Method: Metformin is the first-line drug for the treatment of type II diabetes mellitus belongs to Biopharmaceutical Classification System Class III. The prepared MN was characterized for particle size, polydispersity index (PDI), zeta potential, drug entrapment, percentage yield, in vitro drug release, and stability studies. The compatibility studies were performed by Fourier transform infrared (FTIR) and differential scanning calorimetry (DSC). The crystallographic and surface properties were studied by X-ray diffractometry and scanning electron microscopy, respectively.

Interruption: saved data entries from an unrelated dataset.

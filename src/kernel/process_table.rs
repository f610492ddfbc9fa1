use std::collections::BTreeMap;

use super::{KernelError, Pid, ProcessControlBlock};

pub(crate) struct ProcessTable {
    pcb_map: BTreeMap<Pid, ProcessControlBlock>,
}

impl ProcessTable {
    pub fn new() -> ProcessTable {
        ProcessTable {
            pcb_map: BTreeMap::new(),
        }
    }

    pub fn register(&mut self, pcb: ProcessControlBlock) -> Result<(), KernelError> {
        let pid = pcb.get_id();
        if pid == 0 || self.pcb_map.contains_key(&pid) {
            return Err(KernelError::InvalidPid(pid));
        }

        self.pcb_map.insert(pid, pcb);
        Ok(())
    }

    pub fn find(&self, pid: Pid) -> Result<usize, KernelError> {
        self.get(pid).map(ProcessControlBlock::get_mem_start_address)
    }

    pub fn get(&self, pid: Pid) -> Result<&ProcessControlBlock, KernelError> {
        self.pcb_map.get(&pid).ok_or(KernelError::NotFound(pid))
    }

    pub fn update<R>(
        &mut self,
        pid: Pid,
        mutator: impl FnOnce(&mut ProcessControlBlock) -> R,
    ) -> Result<R, KernelError> {
        let pcb = self.pcb_map.get_mut(&pid).ok_or(KernelError::NotFound(pid))?;
        Ok(mutator(pcb))
    }

    pub fn remove(&mut self, pid: Pid) -> Result<ProcessControlBlock, KernelError> {
        self.pcb_map.remove(&pid).ok_or(KernelError::NotFound(pid))
    }

    pub fn contains(&self, pid: Pid) -> bool {
        self.pcb_map.contains_key(&pid)
    }

    pub fn iter(&self) -> impl Iterator<Item = &ProcessControlBlock> {
        self.pcb_map.values()
    }

    pub fn is_empty(&self) -> bool {
        self.pcb_map.is_empty()
    }
}
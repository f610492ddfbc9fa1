use super::machine::Machine;
use super::mutex::Resource;

pub(crate) fn detect_and_recover(machine: &mut Machine, advanced: bool) -> bool {
    let blocked = machine.mutexes.total_waiters();
    if advanced
        || blocked == 0
        || !machine.input_requests.is_empty()
        || machine.clock <= machine.config.deadlock_threshold
    {
        return false;
    }

    machine.warn(format!("Deadlock: {} processes blocked", blocked));
    for resource in Resource::ALL {
        recover_waiter(machine, resource);
    }

    true
}

fn recover_waiter(machine: &mut Machine, resource: Resource) {
    let processes = &machine.processes;
    let waiter = machine
        .mutexes
        .get_mut(resource)
        .pop_highest_priority_waiter(|pid| processes.get(pid).map_or(usize::MAX, |pcb| pcb.priority));
    let Some(pid) = waiter else {
        return;
    };

    let retries = match machine.processes.get(pid) {
        Ok(pcb) => pcb.deadlock_retries,
        Err(_) => {
            machine.warn(format!("PCB not found for PID {}, discarding", pid));
            return;
        }
    };

    let budget = machine.config.deadlock_retry_budget;
    if retries >= budget {
        machine.warn(format!("PID {}: Exceeded deadlock attempts, terminating", pid));
        machine.terminate(pid);
        return;
    }

    let _ = machine.processes.update(pid, |pcb| pcb.deadlock_retries += 1);
    match machine.make_ready(pid) {
        Ok(level) => machine.record(format!(
            "PID {}: Unblocked to Queue {} (attempt {} of {})",
            pid,
            level,
            retries + 1,
            budget
        )),
        Err(err) => machine.warn(format!("PID {}: {}", pid, err)),
    }
}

Results: The mean particle diameter of prepared nanoparticles ranged from 207.8 to 977.64 nm, PDI value ranged from 0.146 to 0.694, and zeta potential ranged from −20.5 to −6.97 mV. The drug entrapment efficiency of these nanoparticles varies between 18.81 to 69.01 %. The drug to SAF127 copolymer (10/30 w/w) ratio (MN3) showed optimum results. The MN3 had spherical morphology with semi-amorphous nature. The results of FTIR and DSC analysis showed that there was no significant interaction between drug and excipients. The prepared polymeric nanoparticles were stable at 5±3°C up to 3 months. In vitro release of drug from MN3 was 20.52% in the first 1 h and remaining drug was released up to 30 h.
Conclusion: The results of this study confirmed the sustained drug release profile of metformin loaded SAF127 copolymer nanoparticles. These nanoparticles can be best stored up to 3 months.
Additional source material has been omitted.